Obama is clearly anti-Christian in many ways starting with his extreme and relentless pro-abortion position which extends even to the barbarism of partial birth abortion (a procedure that is basically infanticide.) Obama has tried to divide American Catholics by separating the people from their bishops by using pseudo-catholic front groups. His cabinet and party is full of hypocritical Catholics who defy the Pope and the Bible. Obama has favored, protected and bowed before Islam in countless ways from the speech in Cairo to the bow before the King of Saudi Arabia and done everything possible to disassociate Islam from terrorism even when terrorists say plainly they are acting in the name of Allah. Using groups like Sojourners, Obama's campaign worked hard to portray him as a sincere Christian concerned for social justice in an attempt to peel off a few percentage points of younger Evangelical voters that could prove crucial in a close election.
Obama is neck deep in religious controversy by his own choice and so trying to deflect criticism from him by speaking as if it were illegitimate to bring up his religious views for critical examination is just not fair or reasonable.
I'm certainly not trying to shut down our conversation, but I do think the Spectator article was over the top in its faulty logic -- Obama has a Muslim name, therefore he is Muslim (I know, not stated but implied).
So, we disagree on several points: 1) how to characterize Obama's faith. I see it as well within the mainstream of Christian thought and practice, you see him as "anti-Christian." 2) how to discuss it, and these comments speak for themselves and do not need a rehash.
I would not characterize Obama's engagement with a variety of groups ("pseudo-Catholic front groups" and Sojourners for example) as sinister or conspiratorial. But to each his own. You're a good debate partner, and I'll leave you with the last substantive word, if you wish, as this is your blog.
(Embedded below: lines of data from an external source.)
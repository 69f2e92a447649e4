//! CPU scheduling algorithms and performance metrics.
//!
//! Every algorithm implements [`CpuScheduler`]: turn an arrival-ordered batch
//! into a fully populated one, given a context-switch cost and its own
//! parameters. Callers (the reporter, the CLI) depend only on that trait and
//! on the [`ScheduledBatch`] it returns.
//!
//! # Algorithms
//!
//! | Algorithm | Preemptive | Parameters |
//! |-----------|-----------|------------|
//! | [`Fcfs`] | no | none |
//! | [`Srt`] | yes, every time unit | none |
//! | [`RoundRobin`] | yes, at quantum expiry | quantum |
//!
//! # Ownership
//!
//! [`CpuScheduler::schedule`] clones the input batch, so repeated runs over the
//! same loaded batch never observe each other's side effects.
//!
//! # Reference
//! Silberschatz et al. (2018), "Operating System Concepts", Ch. 5.3

mod fcfs;
mod kpi;
mod round_robin;
mod srt;

pub use fcfs::Fcfs;
pub use kpi::BatchMetrics;
pub use round_robin::RoundRobin;
pub use srt::Srt;

use std::fmt::{self, Debug};

use serde::{Deserialize, Serialize};

use crate::config::{check_context_switch, SimulationConfig};
use crate::models::{sort_by_arrival, ExecutionSlice, ProcessRecord, ScheduledBatch};
use crate::validation::{ValidationError, ValidationResult};

/// A single-CPU scheduling algorithm.
pub trait CpuScheduler: Send + Sync + Debug {
    /// Short name (e.g., "FCFS", "RR").
    fn name(&self) -> &'static str;

    /// Simulates the batch in place.
    ///
    /// `processes` is non-empty, sorted by arrival time, with outputs reset.
    /// Each CPU slice is appended to `timeline` in dispatch order.
    fn run(
        &self,
        processes: &mut [ProcessRecord],
        context_switch_time: i64,
        timeline: &mut Vec<ExecutionSlice>,
    );

    /// Schedules a private copy of `batch`.
    ///
    /// The copy is reset and stable-sorted by arrival time before the run.
    /// An empty batch yields an empty result. A negative context-switch
    /// time is rejected before anything runs.
    fn schedule(
        &self,
        batch: &[ProcessRecord],
        context_switch_time: i64,
    ) -> Result<ScheduledBatch, ValidationError> {
        check_context_switch(context_switch_time)?;

        let mut processes = batch.to_vec();
        processes.iter_mut().for_each(ProcessRecord::reset);
        sort_by_arrival(&mut processes);

        let mut timeline = Vec::new();
        if !processes.is_empty() {
            self.run(&mut processes, context_switch_time, &mut timeline);
        }

        let mut scheduled = ScheduledBatch::new(self.name(), context_switch_time, processes);
        scheduled.timeline = timeline;
        Ok(scheduled)
    }
}

/// Selector for the built-in algorithms.
#[derive(Debug, Clone, Copy, PartialEq, Eq, Hash, Serialize, Deserialize)]
pub enum Algorithm {
    /// First-Come-First-Served.
    Fcfs,
    /// Shortest-Remaining-Time.
    Srt,
    /// Round-Robin with the configured quantum.
    RoundRobin,
}

impl Algorithm {
    /// All algorithms, in reporting order.
    pub const ALL: [Algorithm; 3] = [Algorithm::Fcfs, Algorithm::Srt, Algorithm::RoundRobin];

    /// Builds the scheduler, taking algorithm-specific parameters from `config`.
    pub fn scheduler(
        &self,
        config: &SimulationConfig,
    ) -> Result<Box<dyn CpuScheduler>, ValidationError> {
        Ok(match self {
            Algorithm::Fcfs => Box::new(Fcfs),
            Algorithm::Srt => Box::new(Srt),
            Algorithm::RoundRobin => Box::new(RoundRobin::new(config.quantum)?),
        })
    }
}

impl fmt::Display for Algorithm {
    fn fmt(&self, f: &mut fmt::Formatter<'_>) -> fmt::Result {
        let name = match self {
            Algorithm::Fcfs => "FCFS",
            Algorithm::Srt => "SRT",
            Algorithm::RoundRobin => "Round Robin",
        };
        f.write_str(name)
    }
}

/// Runs one algorithm over a private copy of `batch`.
///
/// The whole config is validated first, so a bad quantum is rejected even
/// when the selected algorithm does not use it.
///
/// # Example
///
/// ```
/// use u_procsched::config::SimulationConfig;
/// use u_procsched::models::ProcessRecord;
/// use u_procsched::scheduler::{simulate, Algorithm, BatchMetrics};
///
/// let batch = vec![
///     ProcessRecord::new(1, 0, 5),
///     ProcessRecord::new(2, 1, 3),
///     ProcessRecord::new(3, 2, 8),
/// ];
/// let config = SimulationConfig::new().with_context_switch(0);
///
/// let fcfs = simulate(&batch, Algorithm::Fcfs, &config).unwrap();
/// let metrics = BatchMetrics::of(&fcfs);
/// assert_eq!(metrics.total_waiting_time, 10);
/// ```
pub fn simulate(
    batch: &[ProcessRecord],
    algorithm: Algorithm,
    config: &SimulationConfig,
) -> Result<ScheduledBatch, Vec<ValidationError>> {
    config.validate()?;
    run_validated(batch, algorithm, config).map_err(|e| vec![e])
}

/// Runs every algorithm in [`Algorithm::ALL`] order.
///
/// The config is validated once, up front.
pub fn simulate_all(
    batch: &[ProcessRecord],
    config: &SimulationConfig,
) -> Result<Vec<ScheduledBatch>, Vec<ValidationError>> {
    config.validate()?;
    Algorithm::ALL
        .iter()
        .map(|&algorithm| run_validated(batch, algorithm, config))
        .collect::<Result<_, _>>()
        .map_err(|e| vec![e])
}

/// Builds and runs one scheduler; `config` has already passed validation.
fn run_validated(
    batch: &[ProcessRecord],
    algorithm: Algorithm,
    config: &SimulationConfig,
) -> Result<ScheduledBatch, ValidationError> {
    algorithm
        .scheduler(config)?
        .schedule(batch, config.context_switch_time)
}

/// Checks the conservation identities on every completed record.
///
/// `turnaround = completion - arrival` and `turnaround = waiting + service`.
pub fn check_conservation(batch: &ScheduledBatch) -> ValidationResult {
    use crate::validation::ValidationErrorKind;

    let errors: Vec<_> = batch
        .processes
        .iter()
        .filter_map(|p| {
            let completion = p.completion_time?;
            let ok = p.turnaround_time == completion - p.arrival_time
                && p.turnaround_time == p.waiting_time + p.service_time();
            (!ok).then(|| {
                ValidationError::new(
                    ValidationErrorKind::Inconsistent,
                    format!("Process {} violates turnaround conservation", p.id),
                )
            })
        })
        .collect();

    if errors.is_empty() {
        Ok(())
    } else {
        Err(errors)
    }
}
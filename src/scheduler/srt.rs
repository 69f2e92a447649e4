//! Shortest-Remaining-Time scheduler (preemptive SJF).
//!
//! # Algorithm
//!
//! Discrete time-step simulation. At every time unit the arrived process
//! with the least remaining work runs for one unit. Ties go to the process
//! listed first in the batch, not to the lowest ID or earliest arrival.
//!
//! The context-switch cost is charged only when a process completes, not on
//! preemption. This is a modelling simplification kept on purpose.
//!
//! # Complexity
//! O(T * n), T = simulated time units, n = batch size (linear scan per unit).
//!
//! # Reference
//! Schrage (1968), optimality of SRPT for mean flow time on a single machine.

use log::{debug, trace};

use super::CpuScheduler;
use crate::models::{ExecutionSlice, ProcessRecord};

/// Shortest-Remaining-Time first.
#[derive(Debug, Clone, Copy, Default)]
pub struct Srt;

impl Srt {
    /// Index of the arrived, unfinished process with the least remaining work.
    fn select(processes: &[ProcessRecord], now: i64) -> Option<usize> {
        // min_by_key keeps the first of equal minima
        processes
            .iter()
            .enumerate()
            .filter(|(_, p)| p.has_arrived(now) && p.remaining_time > 0)
            .min_by_key(|(_, p)| p.remaining_time)
            .map(|(i, _)| i)
    }

    /// Completes arrived processes that have no work at their own arrival
    /// time. Returns how many.
    fn settle_zero_work(processes: &mut [ProcessRecord], now: i64) -> usize {
        let mut settled = 0;
        for p in processes
            .iter_mut()
            .filter(|p| p.has_arrived(now) && !p.is_complete() && p.remaining_time == 0)
        {
            p.complete_at(p.arrival_time);
            debug!("SRT: P{} has no work, completed at t={}", p.id, p.arrival_time);
            settled += 1;
        }
        settled
    }
}

impl CpuScheduler for Srt {
    fn name(&self) -> &'static str {
        "SRT"
    }

    fn run(
        &self,
        processes: &mut [ProcessRecord],
        context_switch_time: i64,
        timeline: &mut Vec<ExecutionSlice>,
    ) {
        let total = processes.len();
        let mut current_time = 0;
        let mut completed = 0;

        while completed < total {
            completed += Self::settle_zero_work(processes, current_time);
            if completed == total {
                break;
            }

            let Some(idx) = Self::select(processes, current_time) else {
                current_time += 1;
                continue;
            };

            let process = &mut processes[idx];
            process.mark_dispatched(current_time);
            process.execute(1);

            match timeline.last_mut() {
                Some(last) if last.process_id == process.id && last.end == current_time => {
                    last.end += 1;
                }
                _ => {
                    trace!("SRT: dispatch P{} at t={}", process.id, current_time);
                    timeline.push(ExecutionSlice::new(process.id, current_time, current_time + 1));
                }
            }
            current_time += 1;

            if process.remaining_time == 0 {
                process.complete_at(current_time);
                debug!("SRT: P{} completed at t={}", process.id, current_time);
                completed += 1;
                current_time += context_switch_time;
            }
        }
    }
}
Obama tolerates infanticide. That is obviously not Christian in any meaningful sense of the word. I would be willing to draw the line at that point: those who obstinately advocate abortion and infanticide are not true Christians. Obviously, Obama is pretending to be something he is not, and that could be why there is apparently no fatwa against him, as it is illegal according to Islamic law for a Muslim to apostatize. Even other Muslims probably think his "Christian faith" is a ruse, a perfectly acceptable practice apparently, to deceive infidels.
Chuck,
I just want to make one final point. I did not say that I think Obama is a Muslim: that was never at issue for me. What puzzles me is the question of why liberal Western elites (both secular and religious), who are epitomized in Obama as a public figure, choose to defend Islam so vigorously. I think that is a phenomenon that cries out for explanation and discussion. The title of my post played off the survey, which was the hook for the post and a way into the deeper question of the relationship between leftism and Islam.
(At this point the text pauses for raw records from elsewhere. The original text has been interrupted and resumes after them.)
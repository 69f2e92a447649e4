//! Process batch loader.
//!
//! # Format
//!
//! Whitespace-separated integer triples, one per process:
//!
//! ```text
//! pid arrival_time burst_time
//! ```
//!
//! No header and no delimiters beyond whitespace; line breaks carry no
//! meaning. Reading stops silently at the first token that is not an integer
//! or at an incomplete trailing triple, exactly as if the stream had ended.

use std::fs::File;
use std::io::{self, Read};
use std::path::Path;

use log::{debug, warn};

use crate::models::ProcessRecord;

/// Parses process triples from text.
///
/// # Example
///
/// ```
/// use u_procsched::io::parse_processes;
///
/// let batch = parse_processes("1 0 5\n2 1 3\n3 2 8 trailing");
/// assert_eq!(batch.len(), 3);
/// assert_eq!(batch[2].burst_time, 8);
/// ```
pub fn parse_processes(input: &str) -> Vec<ProcessRecord> {
    let mut tokens = input.split_whitespace();
    let mut processes = Vec::new();

    loop {
        let mut triple = [0i64; 3];
        for (slot, value) in triple.iter_mut().enumerate() {
            match tokens.next() {
                None => {
                    if slot > 0 {
                        debug!(
                            "Dropping incomplete trailing record after {} processes",
                            processes.len()
                        );
                    }
                    return processes;
                }
                Some(token) => match token.parse::<i64>() {
                    Ok(v) => *value = v,
                    Err(_) => {
                        warn!(
                            "Stopped reading at malformed token {:?} after {} processes",
                            token,
                            processes.len()
                        );
                        return processes;
                    }
                },
            }
        }

        let [pid, arrival, burst] = triple;
        processes.push(ProcessRecord::new(pid, arrival, burst));
    }
}

/// Reads a process batch from any reader.
pub fn read_processes<R: Read>(mut reader: R) -> io::Result<Vec<ProcessRecord>> {
    let mut contents = String::new();
    reader.read_to_string(&mut contents)?;
    Ok(parse_processes(&contents))
}

/// Reads a process batch from a file.
pub fn load_processes(path: impl AsRef<Path>) -> io::Result<Vec<ProcessRecord>> {
    let path = path.as_ref();
    let file = File::open(path)?;
    let processes = read_processes(file)?;
    debug!("Loaded {} processes from {}", processes.len(), path.display());
    Ok(processes)
}

/// Reads a process batch from `path`, or from `stdin` when `path` is `-`.
pub fn load_input<R: Read>(path: &Path, stdin: R) -> io::Result<Vec<ProcessRecord>> {
    if path.as_os_str() == "-" {
        let processes = read_processes(stdin)?;
        debug!("Loaded {} processes from stdin", processes.len());
        Ok(processes)
    } else {
        load_processes(path)
    }
}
Chuck, for what it's worth, I find the article and Craig’s post very insightful into who President Obama truly is--a calculating liberal politician who simply uses religion for political gains. "A Relativist, Wrapped in a Muslim, Inside an Agnostic” could not be more descriptive. I find it interesting that you accuse the article of mixing politics with religion, when that is precisely what this president does. At the very least, he is far from being an orthodox, traditional (or whatever adjective you want to use) Christian as Craig and others have pointed out.